I’m asked all the time to show how guest service is an investment that pays. “Show me the ROI!” OK, I’m going to share some formulas and research and you decide if guest-service improvement makes sense.
It’s well documented that highly satisfied customers buy more often, buy additional services, spend a larger portion of their income, exclaim a company’s positive reputation and are less concerned about price. I sit in meetings and hear marketing tell an executive team that the casino must lower buffet prices so it can compete. Think this through! Does this mean that if the casino provided a better guest experience, it could hold its prices and make more money or at least reduce the bleeding that many casinos have in their F&B areas?
Here’s a math teaser. It’s often said it costs five times as much to bring in a new guest as it does to keep an existing one. I agree. Yet, I have worked with casinos that spend $1 million a month to attract guests. Would it make sense to invest $100,000 on guest-service improvement and reduce your monthly marketing expense by 10 percent?

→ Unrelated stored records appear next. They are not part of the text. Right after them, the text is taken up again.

//! # Log Viewer Model
//!
//! File: cli/src/tui/viewer.rs
//!
//! ## Overview
//!
//! The state machine behind `octo logs`. It owns the ring buffer, the
//! filtered view over it, the scroll position and the cancel handle of the
//! live stream. All state changes happen in [`LogViewer::update`], which
//! takes one [`Message`] and returns the [`Command`] the runtime should run
//! next. Nothing here touches the terminal or the engine directly, so the
//! whole model is testable with plain messages.
//!
//! ## Keys
//!
//! | Key                 | Effect                                        |
//! |---------------------|-----------------------------------------------|
//! | `k`/`Up`, `j`/`Down`| scroll one line                               |
//! | `PageUp`/`PageDown` | scroll one viewport                           |
//! | `g` / `G`           | top (stop following) / bottom (follow)        |
//! | `f`                 | toggle follow mode                            |
//! | `/`                 | plain filter, applied as you type             |
//! | `ctrl+r`            | regex filter, compiled on `Enter`             |
//! | `e`                 | export the buffer to `{export_dir}/{id}.log`  |
//! | `Esc`               | clear the active filter, or quit if none      |
//! | `q`, `ctrl+c`       | quit                                          |
//!
use super::ring::RingBuffer;
use crate::common::docker::service::CancelHandle;
use crate::common::docker::types::{truncate_id, LogEntry, SHORT_ID_LEN};
use crate::core::error::{OctoError, Result};
use crossterm::event::{KeyCode, KeyEvent, KeyModifiers};
use regex::Regex;
use std::path::PathBuf;
use std::time::Duration;
use tracing::{debug, info, warn};

/// How long a status message stays on screen.
pub const STATUS_TTL: Duration = Duration::from_secs(3);

/// Rows reserved around the log window.
const CHROME_ROWS: u16 = 7;
const MIN_VIEWPORT: usize = 5;
/// Terminal height assumed until the first resize.
const DEFAULT_TERMINAL_HEIGHT: u16 = 24;

/// Computes the number of log rows visible for a terminal of `height` rows.
pub fn viewport_for(height: u16) -> usize {
    (height.saturating_sub(CHROME_ROWS) as usize).max(MIN_VIEWPORT)
}

/// Which filter, if any, is being typed.
#[derive(Debug, Clone, Copy, PartialEq, Eq)]
pub enum InputMode {
    Normal,
    Plain,
    Regex,
}

/// Inputs to the model.
#[derive(Debug)]
pub enum Message {
    /// Result of the initial tail fetch.
    InitialLogs(Result<Vec<LogEntry>>),
    /// The live stream has started.
    StreamStarted(CancelHandle),
    StreamLog(LogEntry),
    /// The stream ended, with the error if it failed.
    StreamErr(Option<anyhow::Error>),
    Key(KeyEvent),
    Resize(u16, u16),
    /// Clears the status if it is still the one with this generation.
    ClearStatus(u64),
    ExportDone(Result<usize>),
}

/// Work the runtime performs on behalf of the model.
#[derive(Debug, PartialEq)]
pub enum Command {
    None,
    FetchInitial,
    StartStream,
    NextStreamItem,
    /// Send `ClearStatus(generation)` after [`STATUS_TTL`].
    ClearStatusAfter(u64),
    Export { path: PathBuf, lines: Vec<String> },
    Quit,
}

pub struct LogViewer {
    container_id: String,
    container_name: String,
    export_dir: PathBuf,
    buffer: RingBuffer,
    view_lines: Vec<String>,
    offset: usize,
    following: bool,
    mode: InputMode,
    filter_text: String,
    /// Plain filter in effect before regex input started.
    saved_plain_filter: String,
    using_regex: bool,
    compiled_regex: Option<Regex>,
    status_message: Option<String>,
    status_generation: u64,
    truncation_warning: Option<String>,
    viewport_height: usize,
    err: Option<String>,
    cancel: Option<CancelHandle>,
    streaming: bool,
    quitting: bool,
}

impl LogViewer {
    pub fn new(
        container_id: impl Into<String>,
        container_name: impl Into<String>,
        capacity: usize,
        export_dir: PathBuf,
    ) -> Self {
        Self {
            container_id: container_id.into(),
            container_name: container_name.into(),
            export_dir,
            buffer: RingBuffer::new(capacity),
            view_lines: Vec::new(),
            offset: 0,
            following: true,
            mode: InputMode::Normal,
            filter_text: String::new(),
            saved_plain_filter: String::new(),
            using_regex: false,
            compiled_regex: None,
            status_message: None,
            status_generation: 0,
            truncation_warning: None,
            viewport_height: viewport_for(DEFAULT_TERMINAL_HEIGHT),
            err: None,
            cancel: None,
            streaming: false,
            quitting: false,
        }
    }

    /// The first command to run: fetch the initial tail.
    pub fn init(&self) -> Command {
        Command::FetchInitial
    }

    pub fn update(&mut self, msg: Message) -> Command {
        match msg {
            Message::InitialLogs(Ok(entries)) => {
                info!("Loaded {} initial log lines", entries.len());
                self.buffer
                    .append_batch(entries.iter().map(LogEntry::formatted));
                self.refresh();
                Command::StartStream
            }
            Message::InitialLogs(Err(e)) => {
                warn!("Initial log fetch failed: {:#}", e);
                self.err = Some(format!("{:#}", e));
                Command::None
            }
            Message::StreamStarted(cancel) => {
                self.cancel = Some(cancel);
                self.streaming = true;
                if self.quitting {
                    self.cancel_stream();
                    return Command::None;
                }
                Command::NextStreamItem
            }
            Message::StreamLog(entry) => {
                self.buffer.append(entry.formatted());
                self.refresh();
                Command::NextStreamItem
            }
            Message::StreamErr(Some(e)) => {
                self.streaming = false;
                self.set_status(format!("Log stream error: {:#}", e))
            }
            Message::StreamErr(None) => {
                debug!("Log stream closed");
                self.streaming = false;
                Command::None
            }
            Message::Key(key) => self.handle_key(key),
            Message::Resize(_, height) => {
                self.viewport_height = viewport_for(height);
                self.clamp_offset();
                if self.following {
                    self.scroll_to_bottom();
                }
                Command::None
            }
            Message::ClearStatus(generation) => {
                if generation == self.status_generation {
                    self.status_message = None;
                }
                Command::None
            }
            Message::ExportDone(Ok(count)) => {
                let path = self.export_path();
                self.set_status(format!("Exported {} lines to {}", count, path.display()))
            }
            Message::ExportDone(Err(e)) => self.set_status(format!("{:#}", e)),
        }
    }

    fn handle_key(&mut self, key: KeyEvent) -> Command {
        if key.modifiers.contains(KeyModifiers::CONTROL) && key.code == KeyCode::Char('c') {
            return self.quit();
        }
        match self.mode {
            InputMode::Normal => self.handle_normal_key(key),
            InputMode::Plain | InputMode::Regex => self.handle_filter_key(key),
        }
    }

    fn handle_normal_key(&mut self, key: KeyEvent) -> Command {
        if key.modifiers.contains(KeyModifiers::CONTROL) {
            if key.code == KeyCode::Char('r') {
                self.begin_regex_input();
            }
            return Command::None;
        }
        match key.code {
            KeyCode::Up | KeyCode::Char('k') => self.scroll_up(1),
            KeyCode::Down | KeyCode::Char('j') => self.scroll_down(1),
            KeyCode::PageUp => self.scroll_up(self.viewport_height),
            KeyCode::PageDown => self.scroll_down(self.viewport_height),
            KeyCode::Char('g') | KeyCode::Home => {
                self.offset = 0;
                self.following = false;
            }
            KeyCode::Char('G') | KeyCode::End => self.scroll_to_bottom(),
            KeyCode::Char('f') => {
                self.following = !self.following;
                if self.following {
                    self.scroll_to_bottom();
                }
            }
            KeyCode::Char('/') => {
                self.mode = InputMode::Plain;
                self.using_regex = false;
                self.compiled_regex = None;
                self.filter_text.clear();
                self.refresh();
            }
            KeyCode::Char('e') => {
                return Command::Export {
                    path: self.export_path(),
                    lines: self.buffer.lines(),
                }
            }
            KeyCode::Esc if self.has_filter() => self.clear_filter(),
            KeyCode::Esc | KeyCode::Char('q') => return self.quit(),
            _ => {}
        }
        Command::None
    }

    /// Switches to regex input, keeping any plain filter to fall back on.
    fn begin_regex_input(&mut self) {
        self.saved_plain_filter = if self.using_regex {
            String::new()
        } else {
            self.filter_text.clone()
        };
        self.mode = InputMode::Regex;
        self.filter_text.clear();
    }

    fn handle_filter_key(&mut self, key: KeyEvent) -> Command {
        // Control chords are never filter text.
        if key.modifiers.contains(KeyModifiers::CONTROL) {
            if key.code == KeyCode::Char('r') && self.mode == InputMode::Plain {
                self.begin_regex_input();
            }
            return Command::None;
        }
        match key.code {
            KeyCode::Enter => {
                let mode = self.mode;
                self.mode = InputMode::Normal;
                if mode == InputMode::Regex {
                    return self.apply_regex();
                }
            }
            KeyCode::Esc => {
                self.mode = InputMode::Normal;
                self.clear_filter();
            }
            KeyCode::Backspace => {
                self.filter_text.pop();
                if self.mode == InputMode::Plain {
                    self.refresh();
                }
            }
            KeyCode::Char(c) => {
                self.filter_text.push(c);
                if self.mode == InputMode::Plain {
                    self.refresh();
                }
            }
            _ => {}
        }
        Command::None
    }

    fn apply_regex(&mut self) -> Command {
        match Regex::new(&self.filter_text) {
            Ok(re) => {
                debug!("Applying regex filter {:?}", self.filter_text);
                self.compiled_regex = Some(re);
                self.using_regex = !self.filter_text.is_empty();
                self.refresh();
                Command::None
            }
            Err(e) => {
                let err = OctoError::FilterCompile(e.to_string());
                self.compiled_regex = None;
                self.using_regex = false;
                self.filter_text = std::mem::take(&mut self.saved_plain_filter);
                self.refresh();
                self.set_status(err.to_string())
            }
        }
    }

    fn has_filter(&self) -> bool {
        !self.filter_text.is_empty() || self.using_regex
    }

    fn clear_filter(&mut self) {
        self.filter_text.clear();
        self.saved_plain_filter.clear();
        self.using_regex = false;
        self.compiled_regex = None;
        self.refresh();
    }

    fn quit(&mut self) -> Command {
        self.quitting = true;
        self.cancel_stream();
        Command::Quit
    }

    fn cancel_stream(&mut self) {
        if let Some(cancel) = self.cancel.take() {
            cancel.cancel();
        }
    }

    fn set_status(&mut self, text: String) -> Command {
        self.status_generation += 1;
        self.status_message = Some(text);
        Command::ClearStatusAfter(self.status_generation)
    }

    /// Rebuilds the filtered view and truncation banner, then re-clamps.
    fn refresh(&mut self) {
        let lines = self.buffer.lines();
        self.view_lines = if self.using_regex {
            match &self.compiled_regex {
                Some(re) => lines.into_iter().filter(|l| re.is_match(l)).collect(),
                None => lines,
            }
        } else if self.filter_text.is_empty() || self.mode == InputMode::Regex {
            lines
        } else {
            let needle = self.filter_text.to_lowercase();
            lines
                .into_iter()
                .filter(|l| l.to_lowercase().contains(&needle))
                .collect()
        };

        let dropped = self.buffer.dropped();
        self.truncation_warning = (dropped > 0)
            .then(|| format!("Logs truncated: oldest {} lines dropped", dropped));

        if self.following {
            self.scroll_to_bottom();
        } else {
            self.clamp_offset();
        }
    }

    fn max_offset(&self) -> usize {
        self.view_lines.len().saturating_sub(self.viewport_height)
    }

    fn clamp_offset(&mut self) {
        self.offset = self.offset.min(self.max_offset());
    }

    fn scroll_up(&mut self, n: usize) {
        self.offset = self.offset.saturating_sub(n);
        self.following = false;
    }

    fn scroll_down(&mut self, n: usize) {
        self.offset = (self.offset + n).min(self.max_offset());
        if self.offset == self.max_offset() {
            self.following = true;
        }
    }

    fn scroll_to_bottom(&mut self) {
        self.offset = self.max_offset();
        self.following = true;
    }

    fn export_path(&self) -> PathBuf {
        self.export_dir.join(format!("{}.log", self.container_id))
    }

    // --- Read access for the renderer ---

    pub fn title(&self) -> String {
        format!(
            "{} ({})",
            self.container_name,
            truncate_id(&self.container_id, SHORT_ID_LEN)
        )
    }

    /// The slice of `view_lines` that fits the viewport.
    pub fn visible_lines(&self) -> &[String] {
        let end = (self.offset + self.viewport_height).min(self.view_lines.len());
        &self.view_lines[self.offset.min(end)..end]
    }

    pub fn view_len(&self) -> usize {
        self.view_lines.len()
    }

    pub fn buffered(&self) -> usize {
        self.buffer.len()
    }

    pub fn offset(&self) -> usize {
        self.offset
    }

    pub fn is_following(&self) -> bool {
        self.following
    }

    pub fn is_streaming(&self) -> bool {
        self.streaming
    }

    pub fn mode(&self) -> InputMode {
        self.mode
    }

    pub fn filter_text(&self) -> &str {
        &self.filter_text
    }

    pub fn using_regex(&self) -> bool {
        self.using_regex
    }

    pub fn status_message(&self) -> Option<&str> {
        self.status_message.as_deref()
    }

    pub fn truncation_warning(&self) -> Option<&str> {
        self.truncation_warning.as_deref()
    }

    pub fn error(&self) -> Option<&str> {
        self.err.as_deref()
    }

    pub fn viewport_height(&self) -> usize {
        self.viewport_height
    }
}

impl Drop for LogViewer {
    fn drop(&mut self) {
        self.cancel_stream();
    }
}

Look at it this way. Let’s say your casino has 250 visitors per day and that 1 percent of them decide not to come back because they received poor service.. This could happen. Let’s say the casino’s average win per guest is $100. On an annual basis, that translates into $91,250 your casino let slip away.
The flip side of the coin is that improved service would have a positive affect on all your guests every day of the year. I believe that if 1 percent of your happy guests spent just $50 one more day out of each year, you would reap more than $45,000 in extra profit.
These numbers are understated for most casinos but they show how expensive poor service can be.
Service Management Interest Group at Harvard Business School did some research and found that by retaining 5 percent of their customers, software companies could generate an additional 35 percent in profit. The same study found insurance companies could generate an additional 50 in profit and that credit card companies could add 125 percent. Gaming was not in the study but my guess is it would be in the +35 percent range.
I don’t know about your casino, but most I work with would be delighted to increase profits by 20 percent or more. That can be done by retaining guests.
Finally, Prof. James L. Heskett of Harvard Business School did research on loyalty and it’s amazing. He found that if a business’s customer ranks their satisfaction at less than 4 on a scale of 1 to 5 (5 being very satisfied), the company has about a 30 chance of retaining them. Looking at the level of guest service at casinos I have worked with, I would say very few average a 3. There are individuals and departments that might be in the 4 and 5 range but that’s unusual.
What is your casino’s current level of guest service? Are you a 4? Do you even know, based on timely, quantitative research? What would you need to invest to get from your current level to a 4? What could that investment generate for you this year and in the future?
Again, I admit I have a guest-service bias. But why are so many casinos wasting money on marketing that brings people to their property, only to disappoint them and drive them away? This is like a leaking boat. Plug the holes and you won’t have to bail as much or as often. If you improve your guest service, your marketing won’t need to work as hard.
I know the challenge with investing in service is that you can’t touch it or show it off when you walk through with a guest. I know it’s not a small investment. But I also know that when done properly, an investment in guest service pays for itself. It creates an asset.
Businesses that provide great service are worth so much more than the bricks and mortar of their facilities.